И так обидно, так обидно стало Лёне, что стены в его квартире по-прежнему оставались голыми.

«Ему потом самому будет стыдно», – горько подумал Лёня и пошел к Муратову.

– Иди, иди! – сказал Муратов. – Нет у меня бледных брюнеток! Не написал я еще картину в холодной гамме.

– И не надо, – ласково засмеялся Лёня. – И не надо. Мне сегодня подарки в валюте отдают. Оно, может, и лучше. Свой глаз – алмаз…

– А ко мне чего? – спросил Муратов. – Ждешь от меня холодноватого блеска пятерки?

– Ну, нет! – взвеселился Лёня. – Как раз здесь вполне можно красным мазнуть.

– Разрешаешь? – переспросил Муратов.

– Даю добро! – ликовал Лёня.

…С тех пор Лёню никто не видал. Приходили из милиции. Со всеми беседовали. Все с Лёней в тот день разговаривали. Муратов последний.

– Мы с ним все больше о живописи калякали.

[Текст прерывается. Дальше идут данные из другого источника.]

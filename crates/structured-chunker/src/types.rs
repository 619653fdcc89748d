use serde::{Deserialize, Serialize};
use std::collections::{BTreeMap, BTreeSet};

/// A source document handed over by a crawler
#[derive(Debug, Clone, Default, Serialize, Deserialize, PartialEq, Eq)]
pub struct Document {
    /// Raw markdown/code text
    pub content: String,

    /// Source metadata (url, title, category, ...) copied onto every chunk
    #[serde(default)]
    pub metadata: BTreeMap<String, String>,
}

impl Document {
    /// Create a document without metadata
    pub fn new(content: impl Into<String>) -> Self {
        Self {
            content: content.into(),
            metadata: BTreeMap::new(),
        }
    }

    /// Builder: add a metadata entry
    #[must_use]
    pub fn with_metadata(mut self, key: impl Into<String>, value: impl Into<String>) -> Self {
        self.metadata.insert(key.into(), value.into());
        self
    }
}

/// A bounded-size, independently embeddable piece of a document
#[derive(Debug, Clone, Serialize, Deserialize, PartialEq, Eq)]
pub struct Chunk {
    /// Chunk text, including any overlap prefix
    pub content: String,

    /// Rich metadata about this chunk
    pub metadata: ChunkMetadata,
}

impl Chunk {
    /// Create a new chunk
    #[must_use]
    pub const fn new(content: String, metadata: ChunkMetadata) -> Self {
        Self { content, metadata }
    }

    /// Chunk text without the overlap prefix copied from the previous chunk
    #[must_use]
    pub fn body(&self) -> &str {
        if self.metadata.overlap_chars == 0 {
            return &self.content;
        }
        // The prefix is followed by a blank-line separator.
        let skip = self.metadata.overlap_chars + 2;
        match self.content.char_indices().nth(skip) {
            Some((idx, _)) => &self.content[idx..],
            None => "",
        }
    }

    /// Overlap prefix copied from the previous chunk (empty for the first chunk)
    #[must_use]
    pub fn overlap(&self) -> &str {
        match self.content.char_indices().nth(self.metadata.overlap_chars) {
            Some((idx, _)) => &self.content[..idx],
            None => &self.content,
        }
    }

    /// Check if chunk content contains fenced code
    #[must_use]
    pub const fn has_code(&self) -> bool {
        self.metadata.has_code
    }

    /// Flat key/value view of the metadata for vector-store and relational
    /// loaders. Source entries come first; chunk fields win on key collisions.
    #[must_use]
    pub fn flat_metadata(&self) -> serde_json::Map<String, serde_json::Value> {
        let mut map: serde_json::Map<String, serde_json::Value> = self
            .metadata
            .source
            .iter()
            .map(|(k, v)| (k.clone(), serde_json::Value::String(v.clone())))
            .collect();

        if let Ok(serde_json::Value::Object(fields)) = serde_json::to_value(&self.metadata) {
            for (key, value) in fields {
                if key != "source" {
                    map.insert(key, value);
                }
            }
        }
        map
    }
}

/// Metadata attached to every chunk
#[derive(Debug, Clone, Default, Serialize, Deserialize, PartialEq, Eq)]
pub struct ChunkMetadata {
    /// Title of the nearest preceding header
    pub section_title: Option<String>,

    /// Level of that header (0 before the first header)
    pub section_level: u8,

    /// Header breadcrumb from the outermost section down to `section_title`
    #[serde(default)]
    pub section_path: Vec<String>,

    /// Chunk type (code, text, header)
    pub chunk_type: ChunkType,

    /// Language of the first fence in the chunk
    pub language: Option<String>,

    /// Chunk contains fenced code
    pub has_code: bool,

    /// Functions whose definitions intersect this chunk
    #[serde(default)]
    pub contained_functions: BTreeSet<String>,

    /// Classes whose definitions intersect this chunk
    #[serde(default)]
    pub contained_classes: BTreeSet<String>,

    /// Position in the document's chunk list
    pub chunk_index: usize,

    /// Number of chunks produced for the document
    pub total_chunks: usize,

    /// Pre-overlap length exceeds `chunk_size` to keep an atomic unit whole
    pub oversized: bool,

    /// Chunk holds a fence the document never closed
    pub unterminated: bool,

    /// Character count of `content`
    pub char_count: usize,

    /// Characters of overlap prefix at the start of `content`
    pub overlap_chars: usize,

    /// Source document metadata, verbatim
    #[serde(default)]
    pub source: BTreeMap<String, String>,
}

impl ChunkMetadata {
    /// Create metadata for a chunk type only
    #[must_use]
    pub fn with_type(chunk_type: ChunkType) -> Self {
        Self {
            chunk_type,
            ..Default::default()
        }
    }

    /// Builder: set section
    #[must_use]
    pub fn section(mut self, title: impl Into<String>, level: u8) -> Self {
        let title = title.into();
        self.section_path.push(title.clone());
        self.section_title = Some(title);
        self.section_level = level;
        self
    }

    /// Builder: add function name
    #[must_use]
    pub fn add_function(mut self, name: impl Into<String>) -> Self {
        self.contained_functions.insert(name.into());
        self.has_code = true;
        self
    }

    /// Builder: add class name
    #[must_use]
    pub fn add_class(mut self, name: impl Into<String>) -> Self {
        self.contained_classes.insert(name.into());
        self.has_code = true;
        self
    }
}

/// Kind of content a chunk carries
#[derive(Debug, Clone, Copy, Default, PartialEq, Eq, Serialize, Deserialize, Hash)]
#[serde(rename_all = "lowercase")]
pub enum ChunkType {
    /// Contains fenced code
    Code,
    /// Prose only
    #[default]
    Text,
    /// A lone header line
    Header,
}

impl ChunkType {
    /// Get human-readable name
    #[must_use]
    pub const fn as_str(self) -> &'static str {
        match self {
            Self::Code => "code",
            Self::Text => "text",
            Self::Header => "header",
        }
    }
}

Очень он любил искусство, – объяснял Муратов симпатичному следователю.

– Загадочная история, – говорил следователь.

Жена Лёни неожиданно получила приличную сумму денег от неизвестного адресата. Говорят, утешилась.

Муратов защитил диссертацию и на первую кандидатскую зарплату купил себе портрет бледной брюнетки в красном платке.

– Мазнул я его все-таки красным, – любил он загадочно повторять.

Поступайтесь принципами, ребята, поступайтесь

Дорогие мои!

Получив задание поприветствовать вас в день 70-летия (о боже, в таком-то возрасте и до сих пор «Комсомолец»!), я достала фотографии тридцатилетней давности, на которых мое поколение восторженно-открытыми глотками отмечало сорокалетие нашей общей любимой газеты. Оставим в стороне ностальгическое «как молоды мы были», это дело, как выясняется, проходящее и даже без следа. А вот открытые глотки давайте вычленим и оставим для анализа и для истории.